Ionic compounds have regular structures. They make giant ionic lattices of oppositely charged ions. These ions experience strong, electrostatic forces of attraction in all directions. This means they have high melting points, as high energy is needed to break the bonds.

Ionic compounds can conduct electricity when molten or dissolved in water, as the ions are free to move = charge can flow.

Small Molecules

These have strong covalent bonds within the molecule, but weak intermolecular forces of attraction. This means they are either gas or liquid at room temperature.

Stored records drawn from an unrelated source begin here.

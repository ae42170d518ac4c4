use anyhow::{Context, Result};
use clap::Parser;
use std::io::Write;
use std::sync::Arc;
use std::time::Duration;
use tracing::info;
use tracing_subscriber::EnvFilter;

use catalog_gate::client::{
    ClientLimitConfig, ClientLimiter, FileStorage, KeyValueStorage, LimitStatus, RemoteDecision,
    RemoteLimiter,
};
use catalog_gate::clock::SystemClock;
use catalog_gate::config::{Args, AttemptArgs, Command, ServeArgs};
use catalog_gate::handlers::router;
use catalog_gate::models::{ActionType, RateLimit};
use catalog_gate::rate_limit::ServerLimiter;
use catalog_gate::security_log::TracingSink;
use catalog_gate::state::AppState;
use catalog_gate::sweeper::Sweeper;

#[tokio::main]
async fn main() -> Result<()> {
    // parse cli arguments
    let args = Args::parse();

    let filter = EnvFilter::try_from_default_env().or_else(|_| EnvFilter::try_new(&args.log_level))?;
    tracing_subscriber::fmt().with_env_filter(filter).with_target(true).init();

    match args.command {
        Command::Serve(serve_args) => serve(serve_args).await,
        Command::Attempt(attempt_args) => attempt(attempt_args).await,
    }
}

async fn serve(args: ServeArgs) -> Result<()> {
    let sink = Arc::new(TracingSink::new(args.environment.clone()));
    let limiter = Arc::new(ServerLimiter::new(Arc::new(SystemClock), sink.clone()));
    let state = Arc::new(AppState::new(limiter.clone(), sink));

    // one sweeper for the lifetime of the process
    let sweeper = Sweeper::new();
    sweeper
        .start(limiter, Duration::from_secs(args.cleanup_interval))
        .await;

    let app = router(state);

    let addr = format!("0.0.0.0:{}", args.port);
    let listener = tokio::net::TcpListener::bind(&addr)
        .await
        .with_context(|| format!("failed to bind {}", addr))?;

    info!(%addr, environment = %args.environment, "rate limit gate listening");
    for action in ActionType::ALL {
        let limit = action.limit();
        info!(
            action = action.as_str(),
            max_actions = limit.max_actions(),
            window_ms = limit.window_ms(),
            "limit configured"
        );
    }

    axum::serve(listener, app)
        .with_graceful_shutdown(shutdown_signal())
        .await?;

    sweeper.stop().await;
    info!("shut down");
    Ok(())
}

async fn attempt(args: AttemptArgs) -> Result<()> {
    let limit = RateLimit::new(args.max_actions, args.window_ms)?;
    let config = ClientLimitConfig::new(limit, args.key);
    let limiter = ClientLimiter::new(
        FileStorage::new(args.storage_dir),
        config,
        Arc::new(SystemClock),
    );

    let mut out = std::io::stdout();
    // local gate first: instant, works offline
    if !local_gate(&limiter, args.action, &args.label, &mut out)? {
        return Ok(());
    }

    let remote = RemoteLimiter::new(reqwest::Client::new(), &args.server);
    let decision = remote.check(args.action).await;
    report_server(&decision, &args.label, &mut out)?;
    Ok(())
}

// Prints the local verdict right away, before the server is asked
fn local_gate<K: KeyValueStorage>(
    limiter: &ClientLimiter<K>,
    action: ActionType,
    label: &str,
    out: &mut impl Write,
) -> Result<bool> {
    if limiter.record_action() {
        writeln!(out, "{}: allowed locally, checking server", action)?;
        out.flush()?;
        Ok(true)
    } else {
        writeln!(out, "{}", limiter.status().label(label))?;
        Ok(false)
    }
}

fn report_server(decision: &RemoteDecision, label: &str, out: &mut impl Write) -> Result<()> {
    match decision {
        RemoteDecision::Allowed => writeln!(out, "server: allowed")?,
        RemoteDecision::Denied { reset_in_ms, message } => {
            writeln!(out, "server: {}", message)?;
            let status = LimitStatus {
                limited: true,
                reset_in_ms: *reset_in_ms,
            };
            writeln!(out, "{}", status.label(label))?;
        }
    }
    Ok(())
}

async fn shutdown_signal() {
    let ctrl_c = async {
        if let Err(e) = tokio::signal::ctrl_c().await {
            tracing::warn!(error = %e, "failed to listen for ctrl-c");
            std::future::pending::<()>().await;
        }
    };

    #[cfg(unix)]
    let terminate = async {
        match tokio::signal::unix::signal(tokio::signal::unix::SignalKind::terminate()) {
            Ok(mut sig) => {
                sig.recv().await;
            }
            Err(e) => {
                tracing::warn!(error = %e, "failed to listen for SIGTERM");
                std::future::pending::<()>().await;
            }
        }
    };

    #[cfg(not(unix))]
    let terminate = std::future::pending::<()>();

    tokio::select! {
        _ = ctrl_c => {},
        _ = terminate => {},
    }
    info!("shutdown signal received");
}
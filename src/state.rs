use std::sync::Arc;
use crate::rate_limit::ServerLimiter;
use crate::security_log::EventSink;

// app's shared state
pub struct AppState {
    pub limiter: Arc<ServerLimiter>, // per-process action buckets
    pub sink: Arc<dyn EventSink>,    // security event log
}

impl AppState {
    pub fn new(limiter: Arc<ServerLimiter>, sink: Arc<dyn EventSink>) -> Self {
        Self { limiter, sink }
    }
}
use std::sync::Arc;

use crate::clock::Clock;
use crate::models::{ActionType, RateLimit, ceil_secs};
use crate::window::SlidingWindow;

use super::storage::{KeyValueStorage, PersistedStore};

// Storage key used by the contact form
pub const CONTACT_FORM_KEY: &str = "contact_form_submissions";

#[derive(Debug, Clone, PartialEq, Eq)]
pub struct ClientLimitConfig {
    pub limit: RateLimit,
    pub key: String,
}

impl ClientLimitConfig {
    pub fn new(limit: RateLimit, key: impl Into<String>) -> Self {
        Self {
            limit,
            key: key.into(),
        }
    }

    // 3 submissions per 5 minutes, independent of the server's contact bucket
    pub fn contact_form() -> Self {
        Self::new(ActionType::Contact.limit(), CONTACT_FORM_KEY)
    }
}

#[derive(Debug, Clone, Copy, PartialEq, Eq, Default)]
pub struct LimitStatus {
    pub limited: bool,
    pub reset_in_ms: u64,
}

impl LimitStatus {
    pub fn seconds_remaining(&self) -> u64 {
        ceil_secs(self.reset_in_ms)
    }

    pub fn label(&self, idle: &str) -> String {
        if self.limited {
            format!("Available in {}s", self.seconds_remaining())
        } else {
            idle.to_string()
        }
    }
}

// Pre-flight limiter for UI actions, persisted per device profile. Fails open.
pub struct ClientLimiter<K> {
    window: SlidingWindow<PersistedStore<K>>,
    config: ClientLimitConfig,
}

impl<K: KeyValueStorage> ClientLimiter<K> {
    pub fn new(storage: K, config: ClientLimitConfig, clock: Arc<dyn Clock>) -> Self {
        Self {
            window: SlidingWindow::new(PersistedStore::new(storage), clock),
            config,
        }
    }

    pub fn config(&self) -> &ClientLimitConfig {
        &self.config
    }

    pub fn is_limited(&self) -> bool {
        self.window.is_limited(&self.config.key, &self.config.limit)
    }

    pub fn time_until_reset(&self) -> u64 {
        self.window
            .time_until_reset(&self.config.key, self.config.limit.window_ms())
    }

    pub fn status(&self) -> LimitStatus {
        if self.is_limited() {
            LimitStatus {
                limited: true,
                reset_in_ms: self.time_until_reset(),
            }
        } else {
            LimitStatus::default()
        }
    }

    // re-checks storage, never trusts an earlier status
    pub fn record_action(&self) -> bool {
        if self.is_limited() {
            return false;
        }
        self.window
            .record(&self.config.key, self.config.limit.window_ms())
    }
}
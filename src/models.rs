use serde::{Deserialize, Serialize};
use std::fmt;
use std::str::FromStr;

// Limit misconfiguration - the integrating developer passed a zero
#[derive(Debug, Clone, PartialEq, Eq, thiserror::Error)]
pub enum ConfigError {
    #[error("max_actions must be at least 1")]
    ZeroMaxActions,
    #[error("window_ms must be at least 1")]
    ZeroWindow,
    #[error("unknown action type: {0}")]
    UnknownAction(String),
}

/// At most `max_actions` per trailing `window_ms`.
#[derive(Debug, Clone, Copy, PartialEq, Eq)]
pub struct RateLimit {
    max_actions: u32,
    window_ms: u64,
}

impl RateLimit {
    pub const fn new(max_actions: u32, window_ms: u64) -> Result<Self, ConfigError> {
        if max_actions == 0 {
            return Err(ConfigError::ZeroMaxActions);
        }
        if window_ms == 0 {
            return Err(ConfigError::ZeroWindow);
        }
        Ok(Self {
            max_actions,
            window_ms,
        })
    }

    pub fn max_actions(&self) -> u32 {
        self.max_actions
    }

    pub fn window_ms(&self) -> u64 {
        self.window_ms
    }
}

// Rate-limited operations known to the server. Each has its own bucket.
#[derive(Debug, Clone, Copy, PartialEq, Eq, Hash, Serialize, Deserialize)]
#[serde(rename_all = "lowercase")]
pub enum ActionType {
    Whatsapp,
    Contact,
}

const WHATSAPP_LIMIT: RateLimit = RateLimit {
    max_actions: 5,
    window_ms: 60_000,
};

const CONTACT_LIMIT: RateLimit = RateLimit {
    max_actions: 3,
    window_ms: 300_000,
};

impl ActionType {
    pub const ALL: [ActionType; 2] = [ActionType::Whatsapp, ActionType::Contact];

    pub fn as_str(&self) -> &'static str {
        match self {
            ActionType::Whatsapp => "whatsapp",
            ActionType::Contact => "contact",
        }
    }

    pub fn limit(&self) -> RateLimit {
        match self {
            ActionType::Whatsapp => WHATSAPP_LIMIT,
            ActionType::Contact => CONTACT_LIMIT,
        }
    }
}

impl fmt::Display for ActionType {
    fn fmt(&self, f: &mut fmt::Formatter<'_>) -> fmt::Result {
        f.write_str(self.as_str())
    }
}

impl FromStr for ActionType {
    type Err = ConfigError;

    fn from_str(s: &str) -> Result<Self, Self::Err> {
        ActionType::ALL
            .into_iter()
            .find(|a| a.as_str() == s)
            .ok_or_else(|| ConfigError::UnknownAction(s.to_string()))
    }
}

// POST /api/rate-limit success body
#[derive(Debug, Deserialize, Serialize, Clone, PartialEq, Eq)]
pub struct AllowedResponse {
    pub allowed: bool,
}

// POST /api/rate-limit 429 body
#[derive(Debug, Deserialize, Serialize, Clone, PartialEq, Eq)]
#[serde(rename_all = "camelCase")]
pub struct DeniedResponse {
    pub allowed: bool,
    pub reset_in: u64,
    pub message: String,
}

// GET /api/rate-limit body
#[derive(Debug, Deserialize, Serialize, Clone, PartialEq, Eq)]
#[serde(rename_all = "camelCase")]
pub struct StatusResponse {
    pub status: String,
    pub active_records: usize,
}

#[derive(Debug, Deserialize, Serialize, Clone, PartialEq, Eq)]
pub struct ErrorResponse {
    pub error: String,
}

/// Milliseconds rounded up to whole seconds, as shown to users.
pub fn ceil_secs(ms: u64) -> u64 {
    ms.div_ceil(1000)
}

pub fn retry_message(reset_in_ms: u64) -> String {
    format!(
        "Too many requests. Please try again in {} seconds.",
        ceil_secs(reset_in_ms)
    )
}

They do not conduct electricity as there are no free electrons.

Water molecules displaying hydrogen bonding

Metals & Alloys

Pure metals are too soft for many uses. An alloy is a mixture of a metal with another element(s), and these have more desirable properties. They have different properties to the metals that are in them.

Alloys are less malleable than pure metals as they have irregular layers, and so they cannot slide over each other as easily. The atoms are still held together by metallic bonding.

Alloys do not have a regular arrangement of atoms, so cannot be easily bent into shape

Giant Covalent

These compounds are solid at room temperature. All of the atoms in a giant covalent structure are held together by strong covalent bonds. These bonds have to be broken, by large amounts of energy, to melt or boil these substances.

Diamond is made up of carbon forming four covalent bonds.

Graphite is made of hexagonal rings of carbon, each atom forming three bonds. Each atom contributes an electron to the “sea of delocalised electrons”.

Polymers

Polymers are large molecules, made of ‘repeating units’ called monomers. All atoms are bonded to other atoms, and they make a chain of strong covalent bonds.

The intermolecular forces are much weaker, and they chains can stretch and move over each other. There are many forces over the long chains, so polymers are solid at room temperature.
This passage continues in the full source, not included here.